Chronic use of alcohol and marijuana by teens can lead to impaired brain function later in life. That’s the conclusion of a new study that found diminished neural structure, brain size and cognitive abilities in young people who abused the drugs.

“Research has shown differences in the brains of teens who use alcohol and marijuana as compared to teens who do not use these drugs or report only very infrequent, minimal use,” said lead author Joanna Jacobus, a postdoctoral fellow at the University of California, San Diego.

“Alcohol and marijuana may have a negative impact by altering important cellular communication in the brain, preventing development of new healthy cells, which can adversely impact healthy brain development in many ways.”

Researchers followed 92 adolescents, ages 16 to 20, for 18 months. They were divided into two groups; those with extensive alcohol and marijuana use and those with little, if any, substance use.

Both groups underwent diffusion tensor imaging and detailed substance use assessments, along with toxicology screenings and interviews every six months.

“We found evidence for poorer white matter tissue health in teens who engage in heavy alcohol and marijuana use compared to those who abstain,” said Jacobus.

Describing white matter as the “information highway of the brain,” Jacobus noted that damaged white matter can mean slower cognitive processing and poorer cognitive performance such as memory, attention, and decision-making.  Previous studies had not shown a clear association between alcohol and marijuana use and white matter disorganization.

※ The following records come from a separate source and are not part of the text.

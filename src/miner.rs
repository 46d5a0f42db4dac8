
mod serialize; // report and json output of the history
#[cfg(test)]
mod brute_force;

use std::time::Instant;

use tracing::{debug, error, info, info_span, trace, warn, Level};

use crate::*;
use crate::generator::{CandidateGenerator, InitialPass, JoinGenerator, Level2Generator};

pub use serialize::HistoryFormatter;

pub trait Miner {
    /// Mines the frequent patterns of every length and returns them level by level
    fn mine( &mut self, context: &Context ) -> History;
}

/// Level-wise miner with per-item minimum supports
pub struct MsGspMiner {
    max_k: usize,
}

/// Candidates and frequent patterns of one pattern length
#[derive( Debug )]
pub struct PatternLevel {
    k: usize,
    candidates: Vec<Pattern>,
    frequent: Vec<Pattern>,
}

/// Levels of a mining run, ordered by pattern length starting at 1
#[derive( Debug, Default )]
pub struct History {
    levels: Vec<PatternLevel>,
}

impl Miner for MsGspMiner {

    fn mine( &mut self, context: &Context ) -> History {
	let mut history = History::new();
	if self.max_k == 0 {
	    return history;
	}
	let start = Instant::now();
	history.push( self.first_level( context ));

	for k in 2 ..= self.max_k {
	    let previous = history.get_levels().last().expect( "first level is always present" );
	    if previous.get_candidates().is_empty() {
		debug!( "No candidates of length {}, stopping", k - 1 );
		break;
	    }
	    let level = self.next_level( k, previous, context );
	    history.push( level );
	}

	info!( "Found {} frequent patterns in {}ms", history.number_frequent(), start.elapsed().as_millis() );
	history
    }
}

impl MsGspMiner {

    pub fn new( max_k: usize ) -> MsGspMiner {
	MsGspMiner{ max_k }
    }

    fn first_level( &self, context: &Context ) -> PatternLevel {
	let _span = info_span!( "level", k = 1 ).entered();
	let initial = InitialPass::run( context );
	let level = PatternLevel::new( 1, initial.candidates, initial.frequent );
	info!( "{} seed items, {} frequent", level.get_candidates().len(), level.get_frequent().len() );
	level.log( "frequent patterns", Level::DEBUG );
	level
    }

    fn next_level( &self, k: usize, previous: &PatternLevel, context: &Context ) -> PatternLevel {
	let _span = info_span!( "level", k ).entered();
	let start = Instant::now();
	let candidates = if k == 2 {
	    Level2Generator.generate( previous.get_candidates(), context )
	} else {
	    JoinGenerator.generate( previous.get_frequent(), context )
	};
	let frequent = generator::extract_frequent( &candidates );
	let level = PatternLevel::new( k, candidates, frequent );

	info!( "{} candidates, {} frequent in {}ms",
	       level.get_candidates().len(), level.get_frequent().len(), start.elapsed().as_millis() );
	level.log( "frequent patterns", Level::DEBUG );
	level
    }
}

impl PatternLevel {

    pub fn new( k: usize, candidates: Vec<Pattern>, frequent: Vec<Pattern> ) -> PatternLevel {
	PatternLevel{ k, candidates, frequent }
    }

    pub fn get_k( &self ) -> usize {
	self.k
    }

    pub fn get_candidates( &self ) -> &[Pattern] {
	&self.candidates
    }

    pub fn get_frequent( &self ) -> &[Pattern] {
	&self.frequent
    }
}

impl Loggable for PatternLevel {
    fn log( &self, message: &str, level: Level ) {
	let patterns: Vec<String> = self.frequent.iter().map( |pattern| pattern.to_string() ).collect();
	let patterns = patterns.join( " " );
	let k = self.k;
	if level == Level::ERROR {
	    error!( "{message} (length {k}): {patterns}" );
	} else if level == Level::WARN {
	    warn!( "{message} (length {k}): {patterns}" );
	} else if level == Level::INFO {
	    info!( "{message} (length {k}): {patterns}" );
	} else if level == Level::DEBUG {
	    debug!( "{message} (length {k}): {patterns}" );
	} else {
	    trace!( "{message} (length {k}): {patterns}" );
	}
    }
}

impl History {

    pub fn new() -> History {
	History::default()
    }

    pub fn push( &mut self, level: PatternLevel ) {
	debug_assert_eq!( level.get_k(), self.levels.len() + 1, "levels are pushed in order" );
	self.levels.push( level );
    }

    pub fn get_levels( &self ) -> &[PatternLevel] {
	&self.levels
    }

    /// Frequent patterns of length k, empty if mining stopped before
    pub fn get_frequent( &self, k: usize ) -> &[Pattern] {
	k.checked_sub( 1 )
	    .and_then( |index| self.levels.get( index ))
	    .map_or( &[], |level| level.get_frequent() )
    }

    pub fn number_frequent( &self ) -> usize {
	self.levels.iter().map( |level| level.get_frequent().len() ).sum()
    }
}

#[cfg(test)]
mod test {

    use rand::prelude::*;
    use rustc_hash::FxHashSet;

    use super::*;
    use crate::data::synthetic::{SyntheticConfig, SyntheticGenerator};
    use crate::pattern::without_item_at;

    fn sequences( patterns: &[Pattern] ) -> Vec<&RawSequence> {
	patterns.iter().map( |pattern| pattern.get_sequence() ).collect()
    }

    fn fixture() -> Context {
	Context::for_test(
	    vec!(
		vec!( vec!( 1 ), vec!( 2 ), vec!( 3 )),
		vec!( vec!( 1, 2 ), vec!( 3 )),
		vec!( vec!( 1 ), vec!( 3 )),
	    ),
	    &[(1, 0.5), (2, 0.7), (3, 0.5)],
	    1.0
	)
    }

    #[test]
    fn test_supports_of_two_records() {
	let context = Context::for_test(
	    vec!( vec!( vec!( 1 ), vec!( 2 ), vec!( 3 )), vec!( vec!( 1, 2 ), vec!( 3 ))),
	    &[(1, 0.5), (2, 0.5), (3, 0.5)],
	    1.0
	);
	let database = context.get_database();
	assert_eq!( Pattern::new( vec!( vec!( 1 )), 0.5, database ).get_support(), 1.0 );
	assert_eq!( Pattern::new( vec!( vec!( 2 )), 0.5, database ).get_support(), 1.0 );
	assert_eq!( Pattern::new( vec!( vec!( 1 ), vec!( 2 )), 0.5, database ).get_support(), 0.5 );
    }

    #[test]
    fn test_mine_fixture() {
	let context = fixture();
	let history = MsGspMiner::new( 2 ).mine( &context );
	assert_eq!( history.get_levels().len(), 2 );

	// 2 is in L but misses its own MIS
	let first = &history.get_levels()[0];
	assert_eq!( sequences( first.get_candidates() ), vec!( &vec!( vec!( 1 )), &vec!( vec!( 3 )), &vec!( vec!( 2 ))));
	assert_eq!( sequences( history.get_frequent( 1 )), vec!( &vec!( vec!( 1 )), &vec!( vec!( 3 ))));

	let second = &history.get_levels()[1];
	assert_eq!( second.get_candidates().len(), 11 );
	let one_two = second.get_candidates().iter()
	    .find( |pattern| pattern.get_sequence() == &vec!( vec!( 1 ), vec!( 2 )))
	    .unwrap();
	assert_eq!( one_two.get_count(), 1 );
	assert!( !one_two.is_frequent() );
	assert_eq!( sequences( history.get_frequent( 2 )),
		    vec!( &vec!( vec!( 1 ), vec!( 3 )), &vec!( vec!( 2 ), vec!( 3 ))));
	assert_eq!( history.get_frequent( 2 )[1].get_count(), 2 );
	assert_eq!( history.number_frequent(), 4 );
    }

    #[test]
    fn test_stop_after_empty_level() {
	let context = fixture();
	let history = MsGspMiner::new( 10 ).mine( &context );
	// <{2}{2}{3}> is the only candidate of length 3 and does not occur
	let levels = history.get_levels();
	assert_eq!( levels.len(), 4 );
	assert_eq!( sequences( levels[2].get_candidates() ), vec!( &vec!( vec!( 2 ), vec!( 2 ), vec!( 3 ))));
	assert!( levels[2].get_frequent().is_empty() );
	assert!( levels[3].get_candidates().is_empty() );
	assert!( history.get_frequent( 5 ).is_empty() );
	assert!( history.get_frequent( 0 ).is_empty() );
    }

    #[test]
    fn test_no_frequent_items() {
	let context = Context::for_test( vec!( vec!( vec!( 1 )), vec!( vec!( 2 ))), &[(1, 0.9), (2, 0.9)], 1.0 );
	let history = MsGspMiner::new( 5 ).mine( &context );
	assert_eq!( history.get_levels().len(), 1 );
	assert_eq!( history.number_frequent(), 0 );

	assert!( MsGspMiner::new( 0 ).mine( &context ).get_levels().is_empty() );
    }

    fn random_context( seed: u64, sdc: f64 ) -> (Vec<RawSequence>, Context) {
	let generator = SyntheticGenerator::new( SyntheticConfig{
	    number_items: 6,
	    number_sequences: 15,
	    max_sequence_size: 5,
	    max_itemset_size: 3,
	    mis_range: (0.1, 0.5),
	}).unwrap();
	let mut rng = StdRng::seed_from_u64( seed );
	let sequences = generator.generate_database( &mut rng );
	let parameters = generator.generate_parameters( sdc, &mut rng );
	let context = Context::new( sequences.clone(), parameters ).unwrap();
	(sequences, context)
    }

    #[test]
    fn test_frequent_patterns_are_anti_monotone() {
	for seed in 0 .. 5 {
	    let (_, context) = random_context( seed, 1.0 );
	    let history = MsGspMiner::new( 4 ).mine( &context );
	    for level in history.get_levels().iter().skip( 1 ) {
		let previous: FxHashSet<&RawSequence> = history.get_frequent( level.get_k() - 1 ).iter()
		    .map( |pattern| pattern.get_sequence() )
		    .collect();
		for pattern in level.get_frequent() {
		    assert!( pattern.get_support() >= pattern.get_min_support() );
		    for (index, item) in pattern.items().enumerate() {
			if context.mis( item ) != pattern.get_min_support() {
			    let reduced = without_item_at( pattern.get_sequence(), index as isize );
			    assert!( previous.contains( &reduced ), "seed {seed}: {pattern} lacks {reduced:?}" );
			}
		    }
		}
	    }
	}
    }

    fn assert_matches_enumeration( seed: u64, sequences: &[RawSequence], context: &Context, max_k: usize ) {
	let history = MsGspMiner::new( max_k ).mine( context );
	let expected = brute_force::frequent_by_enumeration( sequences, context, max_k );

	for k in 1 ..= max_k {
	    let mined: FxHashSet<RawSequence> = history.get_frequent( k ).iter()
		.map( |pattern| pattern.get_sequence().clone() )
		.collect();
	    assert_eq!( mined.len(), history.get_frequent( k ).len(), "seed {seed}: duplicates of length {k}" );
	    assert_eq!( mined, expected[ k - 1 ], "seed {seed}: frequent patterns of length {k} differ" );
	}
    }

    #[test]
    fn test_matches_enumeration() {
	for seed in 0 .. 10 {
	    let sdc = if seed % 2 == 0 { 1.0 } else { 0.3 };
	    let (sequences, context) = random_context( seed, sdc );
	    assert_matches_enumeration( seed, &sequences, &context, 4 );
	}
    }

    #[test]
    fn test_matches_enumeration_with_tied_mis() {
	for seed in 0 .. 10 {
	    let sdc = if seed % 2 == 0 { 1.0 } else { 0.3 };
	    let (sequences, _) = random_context( seed, sdc );
	    // every MIS value is shared by two items
	    let mut rng = StdRng::seed_from_u64( seed );
	    let mut values = vec!( 0.1, 0.1, 0.2, 0.2, 0.3, 0.3 );
	    values.shuffle( &mut rng );
	    let parameters = Parameters::new( values.into_iter().enumerate().collect(), sdc );
	    let context = Context::new( sequences.clone(), parameters ).unwrap();
	    assert_matches_enumeration( seed, &sequences, &context, 4 );
	}
    }

    #[test]
    fn test_mine_merged_itemsets() {
	// 2 and 3 share a MIS
	let data: Vec<RawSequence> = vec!(
	    vec!( vec!( 1, 2, 3 )),
	    vec!( vec!( 1, 2, 3 ), vec!( 4 )),
	    vec!( vec!( 1, 2 ), vec!( 3 )),
	);
	let context = Context::for_test( data.clone(), &[(1, 0.3), (2, 0.5), (3, 0.5), (4, 0.9)], 1.0 );
	let history = MsGspMiner::new( 4 ).mine( &context );

	let merged = history.get_frequent( 3 ).iter()
	    .find( |pattern| pattern.get_sequence() == &vec!( vec!( 1, 2, 3 )))
	    .unwrap();
	assert_eq!( merged.get_count(), 2 );
	assert!( sequences( history.get_frequent( 4 )).contains( &&vec!( vec!( 1, 2, 3 ), vec!( 4 ))));
	assert_matches_enumeration( 0, &data, &context, 4 );
    }

    #[test]
    fn test_deterministic() {
	let (_, context) = random_context( 42, 0.3 );
	let first = MsGspMiner::new( 4 ).mine( &context );
	let second = MsGspMiner::new( 4 ).mine( &context );
	for (left, right) in first.get_levels().iter().zip( second.get_levels() ) {
	    assert_eq!( left.get_candidates(), right.get_candidates() );
	    assert_eq!( left.get_frequent(), right.get_frequent() );
	}
    }
}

“White matter organization was particularly compromised in an area (of the brain) called the superior longitudinal fasciculus,” added Duncan Clark, a study co-author and an associate professor of psychiatry at the University of Pittsburgh Medical Center. “When the connections between brain areas are severely damaged, those areas of the brain cannot properly function.”

Researchers say neural systems in teenage brains are not yet fully matured and brain connections important for inhibiting risky behaviors are still forming.

“Our findings underscore that early initiation of alcohol and marijuana use can have negative implications on the brain” said Jacobus. “We hope this information can be communicated to teens to help them understand why drinking during adolescence is discouraged.”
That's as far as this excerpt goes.